** Opening Data for this task block **

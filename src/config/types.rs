use serde::Deserialize;
use std::path::PathBuf;
use std::time::Duration;

/// Browser-identifying user agent sent with every request
pub const DEFAULT_USER_AGENT: &str = "Mozilla/5.0 (Windows NT 10.0; Win64; x64) AppleWebKit/537.36 (KHTML, like Gecko) Chrome/91.0.4472.124 Safari/537.36";

/// Main configuration structure for Titlescan
///
/// Every field has a default, so an empty TOML document (or no file at all)
/// yields the stock settings.
#[derive(Debug, Clone, Default, Deserialize)]
#[serde(default)]
pub struct Config {
    pub fetch: FetchConfig,
    pub io: IoConfig,
}

/// Fetching, retry and batching behavior
#[derive(Debug, Clone, Deserialize)]
#[serde(default)]
pub struct FetchConfig {
    /// Deadline for a single request attempt (seconds)
    #[serde(rename = "timeout-secs")]
    pub timeout_secs: u64,

    /// Maximum number of requests in flight within a chunk
    #[serde(rename = "max-concurrent-requests")]
    pub max_concurrent_requests: usize,

    /// Number of URLs processed per chunk
    #[serde(rename = "chunk-size")]
    pub chunk_size: usize,

    /// Total attempts per URL, including the first one
    #[serde(rename = "max-attempts")]
    pub max_attempts: u32,

    /// Pause before retrying after a timeout or transport failure (milliseconds)
    #[serde(rename = "retry-delay-ms")]
    pub retry_delay_ms: u64,

    /// Whether 4xx responses are retried like 5xx responses
    #[serde(rename = "retry-client-errors")]
    pub retry_client_errors: bool,

    /// User agent header value
    #[serde(rename = "user-agent")]
    pub user_agent: String,
}

impl FetchConfig {
    pub fn timeout(&self) -> Duration {
        Duration::from_secs(self.timeout_secs)
    }

    pub fn retry_delay(&self) -> Duration {
        Duration::from_millis(self.retry_delay_ms)
    }
}

impl Default for FetchConfig {
    fn default() -> Self {
        Self {
            timeout_secs: 10,
            max_concurrent_requests: 50,
            chunk_size: 1000,
            max_attempts: 3,
            retry_delay_ms: 1000,
            retry_client_errors: true,
            user_agent: DEFAULT_USER_AGENT.to_string(),
        }
    }
}

/// Input discovery and report output locations
#[derive(Debug, Clone, Deserialize)]
#[serde(default)]
pub struct IoConfig {
    /// Folder scanned for `*.txt` URL lists
    #[serde(rename = "input-dir")]
    pub input_dir: PathBuf,

    /// Folder receiving one report per URL list
    #[serde(rename = "output-dir")]
    pub output_dir: PathBuf,

    /// Attempts at a non-colliding report name before the TSV fallback
    #[serde(rename = "max-write-attempts")]
    pub max_write_attempts: u32,
}

impl Default for IoConfig {
    fn default() -> Self {
        Self {
            input_dir: PathBuf::from("output"),
            output_dir: PathBuf::from("URLTitles"),
            max_write_attempts: 3,
        }
    }
}
//! Integration tests for the title fetcher
//!
//! These tests use wiremock to create mock HTTP servers and test
//! fetching, retrying, batching and report writing end-to-end.

use std::fs;
use std::path::Path;
use std::sync::Arc;
use std::time::Duration;
use tempfile::TempDir;
use titlescan::config::{Config, FetchConfig};
use titlescan::crawler::{
    build_http_client, fetch_page, fetch_with_retry, BatchRunner, Coordinator, HttpFetcher,
    HttpSessionFactory, RetryPolicy,
};
use titlescan::state::{Bucket, FetchError, Tally};
use wiremock::matchers::{method, path};
use wiremock::{Mock, MockServer, ResponseTemplate};

/// Creates a fetch configuration with short timeouts and retry delays
fn create_test_fetch_config() -> FetchConfig {
    FetchConfig {
        timeout_secs: 1,
        retry_delay_ms: 10,
        max_concurrent_requests: 4,
        chunk_size: 3,
        ..FetchConfig::default()
    }
}

fn create_test_config(root: &Path) -> Config {
    let mut config = Config::default();
    config.fetch = create_test_fetch_config();
    config.io.input_dir = root.join("output");
    config.io.output_dir = root.join("URLTitles");
    config
}

fn html(body: &str) -> ResponseTemplate {
    ResponseTemplate::new(200)
        .set_body_string(body.to_string())
        .insert_header("content-type", "text/html")
}

async fn mount_page(server: &MockServer, route: &str, body: &str) {
    Mock::given(method("GET"))
        .and(path(route))
        .respond_with(html(body))
        .mount(server)
        .await;
}

#[tokio::test]
async fn test_h1_wins_over_title() {
    let mock_server = MockServer::start().await;
    mount_page(
        &mock_server,
        "/page",
        "<html><head><title>Site</title></head><body><h1> Hello </h1></body></html>",
    )
    .await;

    let client = build_http_client(&create_test_fetch_config()).unwrap();
    let url = format!("{}/page", mock_server.uri());
    let outcome = fetch_page(&client, &url).await;

    assert_eq!(outcome.url, url);
    assert_eq!(outcome.title(), Some("Hello"));
}

#[tokio::test]
async fn test_title_used_without_h1() {
    let mock_server = MockServer::start().await;
    mount_page(
        &mock_server,
        "/page",
        "<html><head><title>Only Title</title></head><body><p>x</p></body></html>",
    )
    .await;

    let client = build_http_client(&create_test_fetch_config()).unwrap();
    let outcome = fetch_page(&client, &format!("{}/page", mock_server.uri())).await;

    assert_eq!(outcome.title(), Some("Only Title"));
}

#[tokio::test]
async fn test_page_without_headings() {
    let mock_server = MockServer::start().await;
    mount_page(&mock_server, "/bare", "<html></html>").await;

    let client = build_http_client(&create_test_fetch_config()).unwrap();
    let outcome = fetch_page(&client, &format!("{}/bare", mock_server.uri())).await;

    assert_eq!(outcome.error(), Some(&FetchError::NoTitleFound));
}

#[tokio::test]
async fn test_server_error_is_retried_until_budget_exhausted() {
    let mock_server = MockServer::start().await;
    Mock::given(method("GET"))
        .and(path("/flaky"))
        .respond_with(ResponseTemplate::new(503))
        .expect(3)
        .mount(&mock_server)
        .await;

    let config = create_test_fetch_config();
    let fetcher = HttpFetcher::new(build_http_client(&config).unwrap());
    let policy = RetryPolicy::from_config(&config);

    let retried = fetch_with_retry(&fetcher, &format!("{}/flaky", mock_server.uri()), &policy).await;

    assert_eq!(retried.attempts, 3);
    assert_eq!(retried.outcome.error(), Some(&FetchError::HttpStatus(503)));
    assert_eq!(Bucket::classify(&retried.outcome), Bucket::ServerError);
}

#[tokio::test]
async fn test_client_error_is_retried() {
    let mock_server = MockServer::start().await;
    Mock::given(method("GET"))
        .and(path("/gone"))
        .respond_with(ResponseTemplate::new(404))
        .expect(3)
        .mount(&mock_server)
        .await;

    let config = create_test_fetch_config();
    let fetcher = HttpFetcher::new(build_http_client(&config).unwrap());
    let policy = RetryPolicy::from_config(&config);

    let retried = fetch_with_retry(&fetcher, &format!("{}/gone", mock_server.uri()), &policy).await;

    assert_eq!(retried.outcome.error(), Some(&FetchError::HttpStatus(404)));
    assert_eq!(Bucket::classify(&retried.outcome), Bucket::ClientError);
}

#[tokio::test]
async fn test_recovers_after_transient_failure() {
    let mock_server = MockServer::start().await;
    Mock::given(method("GET"))
        .and(path("/later"))
        .respond_with(ResponseTemplate::new(500))
        .up_to_n_times(1)
        .mount(&mock_server)
        .await;
    mount_page(&mock_server, "/later", "<title>Back</title>").await;

    let config = create_test_fetch_config();
    let fetcher = HttpFetcher::new(build_http_client(&config).unwrap());
    let policy = RetryPolicy::from_config(&config);

    let retried = fetch_with_retry(&fetcher, &format!("{}/later", mock_server.uri()), &policy).await;

    assert_eq!(retried.attempts, 2);
    assert_eq!(retried.outcome.title(), Some("Back"));
}

#[tokio::test]
async fn test_slow_response_times_out() {
    let mock_server = MockServer::start().await;
    Mock::given(method("GET"))
        .and(path("/slow"))
        .respond_with(html("<title>Late</title>").set_delay(Duration::from_secs(3)))
        .mount(&mock_server)
        .await;

    let config = FetchConfig {
        max_attempts: 1,
        ..create_test_fetch_config()
    };
    let fetcher = HttpFetcher::new(build_http_client(&config).unwrap());
    let policy = RetryPolicy::from_config(&config);

    let retried = fetch_with_retry(&fetcher, &format!("{}/slow", mock_server.uri()), &policy).await;

    assert_eq!(retried.attempts, 1);
    assert_eq!(retried.outcome.error(), Some(&FetchError::Timeout));
    assert_eq!(Bucket::classify(&retried.outcome), Bucket::OtherError);
}

#[tokio::test]
async fn test_batch_runner_over_http() {
    let mock_server = MockServer::start().await;
    for i in 0..5 {
        mount_page(
            &mock_server,
            &format!("/ok/{}", i),
            &format!("<h1>Page {}</h1>", i),
        )
        .await;
    }
    Mock::given(method("GET"))
        .and(path("/broken"))
        .respond_with(ResponseTemplate::new(500))
        .mount(&mock_server)
        .await;
    mount_page(&mock_server, "/empty", "<html><body></body></html>").await;

    let mut urls: Vec<String> = (0..5)
        .map(|i| format!("{}/ok/{}", mock_server.uri(), i))
        .collect();
    urls.push(format!("{}/broken", mock_server.uri()));
    urls.push(format!("{}/empty", mock_server.uri()));

    let config = create_test_fetch_config();
    let runner = BatchRunner::from_config(HttpSessionFactory::new(config.clone()), &config);
    let tally = Arc::new(Tally::new());

    let mut chunks_seen = 0;
    let outcomes = runner
        .run_with_progress(&urls, &tally, |_| chunks_seen += 1)
        .await
        .unwrap();

    assert_eq!(outcomes.len(), urls.len());
    // chunk size 3 over 7 URLs
    assert_eq!(chunks_seen, 3);

    let snapshot = tally.snapshot();
    assert_eq!(snapshot.success, 5);
    assert_eq!(snapshot.server_error, 1);
    assert_eq!(snapshot.other_error, 1);
    assert_eq!(snapshot.total(), urls.len() as u64);

    let mut returned: Vec<&str> = outcomes.iter().map(|o| o.url.as_str()).collect();
    let mut expected: Vec<&str> = urls.iter().map(String::as_str).collect();
    returned.sort();
    expected.sort();
    assert_eq!(returned, expected);
}

#[tokio::test]
async fn test_full_run_writes_reports() {
    let mock_server = MockServer::start().await;
    mount_page(&mock_server, "/a", "<h1>Alpha</h1>").await;
    mount_page(&mock_server, "/b", "<title>Beta, Inc.</title>").await;
    Mock::given(method("GET"))
        .and(path("/missing"))
        .respond_with(ResponseTemplate::new(404))
        .mount(&mock_server)
        .await;

    let root = TempDir::new().unwrap();
    let input = root.path().join("output");
    fs::create_dir_all(&input).unwrap();
    fs::write(
        input.join("first.txt"),
        format!(
            "{0}/a\n\n  {0}/missing  \n",
            mock_server.uri()
        ),
    )
    .unwrap();
    fs::write(input.join("second.txt"), format!("{}/b\n", mock_server.uri())).unwrap();
    fs::write(input.join("ignored.md"), "not a url list").unwrap();

    let coordinator = Coordinator::new(create_test_config(root.path()));
    let summary = coordinator.run().await.unwrap();

    assert_eq!(summary.files.len(), 2);
    assert_eq!(summary.total_urls(), 3);
    assert_eq!(summary.failed_reports(), 0);

    let first = &summary.files[0];
    assert_eq!(first.name, "first.txt");
    assert_eq!(first.tally.success, 1);
    assert_eq!(first.tally.client_error, 1);

    let report = first.report.as_ref().unwrap();
    let file_name = report.file_name().unwrap().to_string_lossy().to_string();
    assert!(file_name.starts_with("first_"));
    assert!(file_name.ends_with(".csv"));

    let mut reader = csv::Reader::from_path(report).unwrap();
    assert_eq!(reader.headers().unwrap(), vec!["URL", "Title"]);
    let mut rows: Vec<(String, String)> = reader
        .records()
        .map(|r| {
            let r = r.unwrap();
            (r[0].to_string(), r[1].to_string())
        })
        .collect();
    rows.sort();
    assert_eq!(
        rows,
        vec![
            (format!("{}/a", mock_server.uri()), "Alpha".to_string()),
            (
                format!("{}/missing", mock_server.uri()),
                "Error: HTTP 404".to_string()
            ),
        ]
    );

    let second = summary.files[1].report.as_ref().unwrap();
    let content = fs::read_to_string(second).unwrap();
    assert!(content.contains("\"Beta, Inc.\""));
}
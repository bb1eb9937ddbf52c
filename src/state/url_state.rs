//! Per-URL processing states
//!
//! `Pending -> Fetching -> {Success | RetryableFailure -> Fetching | TerminalFailure}`
use crate::state::{FetchError, FetchOutcome};
use std::fmt;

/// Represents where one URL is in its fetch lifecycle
#[derive(Debug, Clone, Copy, PartialEq, Eq, Hash)]
pub enum UrlState {
    // ===== Active States =====
    /// Submitted but no attempt started yet
    Pending,

    /// An attempt is in flight
    Fetching,

    /// The last attempt failed and another one is allowed
    RetryableFailure,

    // ===== Terminal States =====
    /// A title was extracted
    Success,

    /// Non-retryable failure, or the attempt budget ran out
    TerminalFailure,
}

impl UrlState {
    /// Returns true if no further attempts will be made
    pub fn is_terminal(&self) -> bool {
        matches!(self, Self::Success | Self::TerminalFailure)
    }

    /// Returns true if the transition `self -> next` is allowed
    pub fn can_transition_to(&self, next: UrlState) -> bool {
        matches!(
            (self, next),
            (Self::Pending, Self::Fetching)
                | (Self::Fetching, Self::Success)
                | (Self::Fetching, Self::RetryableFailure)
                | (Self::Fetching, Self::TerminalFailure)
                | (Self::RetryableFailure, Self::Fetching)
        )
    }

    /// State reached after an attempt produced `outcome`
    ///
    /// `retryable` says whether the retry policy will try again.
    pub fn after_attempt(outcome: &FetchOutcome, retryable: bool) -> Self {
        match &outcome.result {
            Ok(_) => Self::Success,
            Err(FetchError::NoTitleFound) => Self::TerminalFailure,
            Err(_) if retryable => Self::RetryableFailure,
            Err(_) => Self::TerminalFailure,
        }
    }

    pub fn as_str(&self) -> &'static str {
        match self {
            Self::Pending => "pending",
            Self::Fetching => "fetching",
            Self::RetryableFailure => "retryable_failure",
            Self::Success => "success",
            Self::TerminalFailure => "terminal_failure",
        }
    }
}

impl fmt::Display for UrlState {
    fn fmt(&self, f: &mut fmt::Formatter<'_>) -> fmt::Result {
        write!(f, "{}", self.as_str())
    }
}
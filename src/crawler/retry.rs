//! Retry policy for page fetches
//!
//! | Outcome | Retried | Delay before next attempt |
//! |---------|---------|---------------------------|
//! | Title extracted | no | - |
//! | `NoTitleFound` | no | - |
//! | HTTP 400-499 | yes (unless `retry_client_errors` is off) | none |
//! | HTTP 500-599 | yes | none |
//! | Other status | no | - |
//! | `Timeout` | yes | `retry_delay` |
//! | `NetworkError` | yes | `retry_delay` |
//!
//! The delay is flat: it does not grow between attempts and has no jitter.

use crate::config::FetchConfig;
use crate::crawler::fetcher::PageFetcher;
use crate::state::{FetchError, FetchOutcome, UrlState};
use std::time::Duration;

/// Decides whether and when a failed attempt is repeated
#[derive(Debug, Clone)]
pub struct RetryPolicy {
    /// Total attempts per URL, including the first one
    pub max_attempts: u32,

    /// Pause after a timeout or transport failure
    pub retry_delay: Duration,

    /// Whether HTTP 4xx answers are retried
    pub retry_client_errors: bool,
}

impl Default for RetryPolicy {
    fn default() -> Self {
        Self {
            max_attempts: 3,
            retry_delay: Duration::from_secs(1),
            retry_client_errors: true,
        }
    }
}

impl RetryPolicy {
    pub fn from_config(config: &FetchConfig) -> Self {
        Self {
            max_attempts: config.max_attempts.max(1),
            retry_delay: config.retry_delay(),
            retry_client_errors: config.retry_client_errors,
        }
    }

    /// Returns true if this kind of failure is eligible for another attempt
    pub fn is_retryable(&self, error: &FetchError) -> bool {
        match error {
            FetchError::HttpStatus(code) if (400..500).contains(code) => self.retry_client_errors,
            FetchError::HttpStatus(code) => (500..600).contains(code),
            FetchError::Timeout | FetchError::NetworkError(_) => true,
            FetchError::NoTitleFound => false,
        }
    }

    /// Returns true if another attempt is allowed after `attempts` attempts
    pub fn has_budget(&self, attempts: u32) -> bool {
        attempts < self.max_attempts
    }

    /// Pause before retrying after `error`
    ///
    /// Status-code failures retry immediately.
    pub fn delay_after(&self, error: &FetchError) -> Duration {
        if error.is_transport() {
            self.retry_delay
        } else {
            Duration::ZERO
        }
    }
}

/// Terminal outcome of one URL plus the number of attempts it took
#[derive(Debug, Clone, PartialEq, Eq)]
pub struct RetriedOutcome {
    pub outcome: FetchOutcome,
    pub attempts: u32,
}

/// Fetches `url` until it succeeds, fails terminally, or runs out of attempts
///
/// The last observed outcome is returned when the budget is exhausted. This
/// function never fails.
pub async fn fetch_with_retry(
    fetcher: &dyn PageFetcher,
    url: &str,
    policy: &RetryPolicy,
) -> RetriedOutcome {
    let mut state = UrlState::Pending;
    let mut attempts = 0;

    loop {
        attempts += 1;
        state = advance(url, state, UrlState::Fetching);

        let outcome = fetcher.fetch(url).await;

        let retry = outcome
            .error()
            .map(|error| policy.is_retryable(error) && policy.has_budget(attempts))
            .unwrap_or(false);
        state = advance(url, state, UrlState::after_attempt(&outcome, retry));

        if state.is_terminal() {
            if attempts > 1 {
                tracing::debug!(
                    "{} finished as {} after {} attempts",
                    url,
                    state,
                    attempts
                );
            }
            return RetriedOutcome { outcome, attempts };
        }

        if let Some(error) = outcome.error() {
            let delay = policy.delay_after(error);
            tracing::debug!(
                "Attempt {}/{} for {} failed ({}), retrying in {:?}",
                attempts,
                policy.max_attempts,
                url,
                error,
                delay
            );
            if !delay.is_zero() {
                tokio::time::sleep(delay).await;
            }
        }
    }
}

fn advance(url: &str, from: UrlState, to: UrlState) -> UrlState {
    debug_assert!(
        from.can_transition_to(to),
        "invalid transition {} -> {} for {}",
        from,
        to,
        url
    );
    tracing::trace!("{}: {} -> {}", url, from, to);
    to
}
//! Per-URL fetch outcomes
//!
//! An outcome is the terminal result of fetching one URL. Failures are data,
//! not Rust errors: the fetcher and retry layers always produce a value.

use std::fmt;

/// Reason a URL did not yield a title
#[derive(Debug, Clone, PartialEq, Eq)]
pub enum FetchError {
    /// The server answered with a status other than 200
    HttpStatus(u16),

    /// The request did not complete before its deadline
    Timeout,

    /// Connection, DNS, TLS or body transfer failure
    NetworkError(String),

    /// The page was fetched but has no non-empty `<h1>` or `<title>`
    NoTitleFound,
}

impl FetchError {
    /// Returns true for transport-level failures (as opposed to an HTTP answer)
    pub fn is_transport(&self) -> bool {
        matches!(self, Self::Timeout | Self::NetworkError(_))
    }
}

impl fmt::Display for FetchError {
    fn fmt(&self, f: &mut fmt::Formatter<'_>) -> fmt::Result {
        match self {
            Self::HttpStatus(code) => write!(f, "HTTP {}", code),
            Self::Timeout => write!(f, "Timeout"),
            Self::NetworkError(message) => write!(f, "{}", message),
            Self::NoTitleFound => write!(f, "No title found"),
        }
    }
}

/// Result of attempting to retrieve and parse one URL
#[derive(Debug, Clone, PartialEq, Eq)]
pub struct FetchOutcome {
    /// The original input URL, unmodified
    pub url: String,

    /// Extracted title, or the reason there is none
    pub result: Result<String, FetchError>,
}

impl FetchOutcome {
    pub fn success(url: impl Into<String>, title: impl Into<String>) -> Self {
        Self {
            url: url.into(),
            result: Ok(title.into()),
        }
    }

    pub fn failure(url: impl Into<String>, error: FetchError) -> Self {
        Self {
            url: url.into(),
            result: Err(error),
        }
    }

    pub fn title(&self) -> Option<&str> {
        self.result.as_deref().ok()
    }

    pub fn error(&self) -> Option<&FetchError> {
        self.result.as_ref().err()
    }

    pub fn is_success(&self) -> bool {
        self.result.is_ok()
    }
}
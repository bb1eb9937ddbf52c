//! Run statistics
//!
//! This module collects per-file results of a run and renders them for the
//! operator once all input lists are processed.

use crate::state::TallySnapshot;
use std::path::PathBuf;
use std::time::Duration;

/// Result of processing one input list
#[derive(Debug, Clone)]
pub struct FileSummary {
    /// Input file name
    pub name: String,

    /// URLs read from the file
    pub urls: usize,

    /// Outcomes produced (equals `urls` unless the batch was aborted)
    pub outcomes: usize,

    /// Final tally for this file
    pub tally: TallySnapshot,

    /// Where the report went, or why it could not be written
    pub report: Result<PathBuf, String>,

    /// Wall-clock time spent on this file
    pub elapsed: Duration,
}

impl FileSummary {
    pub fn success_rate(&self) -> f64 {
        if self.outcomes == 0 {
            0.0
        } else {
            (self.tally.success as f64 / self.outcomes as f64) * 100.0
        }
    }
}

/// Result of a whole run over an input folder
#[derive(Debug, Clone, Default)]
pub struct RunSummary {
    /// Files that were fetched, in processing order
    pub files: Vec<FileSummary>,

    /// Files skipped because they held no URLs
    pub skipped: Vec<String>,

    /// Read errors of files that could not be processed
    pub unreadable: Vec<String>,
}

impl RunSummary {
    pub fn total_urls(&self) -> usize {
        self.files.iter().map(|f| f.urls).sum()
    }

    /// Sum of every file's tally
    pub fn combined_tally(&self) -> TallySnapshot {
        self.files
            .iter()
            .fold(TallySnapshot::default(), |acc, f| TallySnapshot {
                success: acc.success + f.tally.success,
                client_error: acc.client_error + f.tally.client_error,
                server_error: acc.server_error + f.tally.server_error,
                other_error: acc.other_error + f.tally.other_error,
            })
    }

    /// Files whose report could not be written
    pub fn failed_reports(&self) -> usize {
        self.files.iter().filter(|f| f.report.is_err()).count()
    }
}

/// Prints a run summary to stdout in a formatted manner
pub fn print_run_summary(summary: &RunSummary) {
    println!("=== Titlescan Summary ===\n");

    for file in &summary.files {
        println!("{}:", file.name);
        println!("  URLs processed: {}/{}", file.outcomes, file.urls);
        println!(
            "  Success: {} ({:.1}%)",
            file.tally.success,
            file.success_rate()
        );
        println!("  Client errors (4xx): {}", file.tally.client_error);
        println!("  Server errors (5xx): {}", file.tally.server_error);
        println!("  Other errors: {}", file.tally.other_error);
        match &file.report {
            Ok(path) => println!("  Report: {}", path.display()),
            Err(e) => println!("  Report: FAILED ({})", e),
        }
        println!("  Time: {:.2}s", file.elapsed.as_secs_f64());
        println!();
    }

    if !summary.skipped.is_empty() {
        println!("Skipped empty files:");
        for name in &summary.skipped {
            println!("  - {}", name);
        }
        println!();
    }

    if !summary.unreadable.is_empty() {
        println!("Unreadable files:");
        for error in &summary.unreadable {
            println!("  - {}", error);
        }
        println!();
    }

    let combined = summary.combined_tally();
    println!("Overall:");
    println!("  Files: {}", summary.files.len());
    println!("  URLs: {}", summary.total_urls());
    println!("  {}", combined);
    if summary.failed_reports() > 0 {
        println!("  Reports not written: {}", summary.failed_reports());
    }
}
//! State module for tracking fetch progress
//!
//! # Components
//!
//! - `FetchOutcome` / `FetchError`: the terminal result of one URL
//! - `UrlState`: lifecycle of a single URL through the retry loop
//! - `Tally` / `Bucket`: outcome classification and live counters for a batch

mod outcome;
mod tally;
mod url_state;

// Re-export main types
pub use outcome::{FetchError, FetchOutcome};
pub use tally::{Bucket, Tally, TallySnapshot};
pub use url_state::UrlState;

** Closing Data for this task block **

■ Work to be completed ■
Your answer should consist of the lines above that hold the word "FileSummary", copied exactly.

■ Output below ■
pub struct FileSummary {
impl FileSummary {
    pub files: Vec<FileSummary>,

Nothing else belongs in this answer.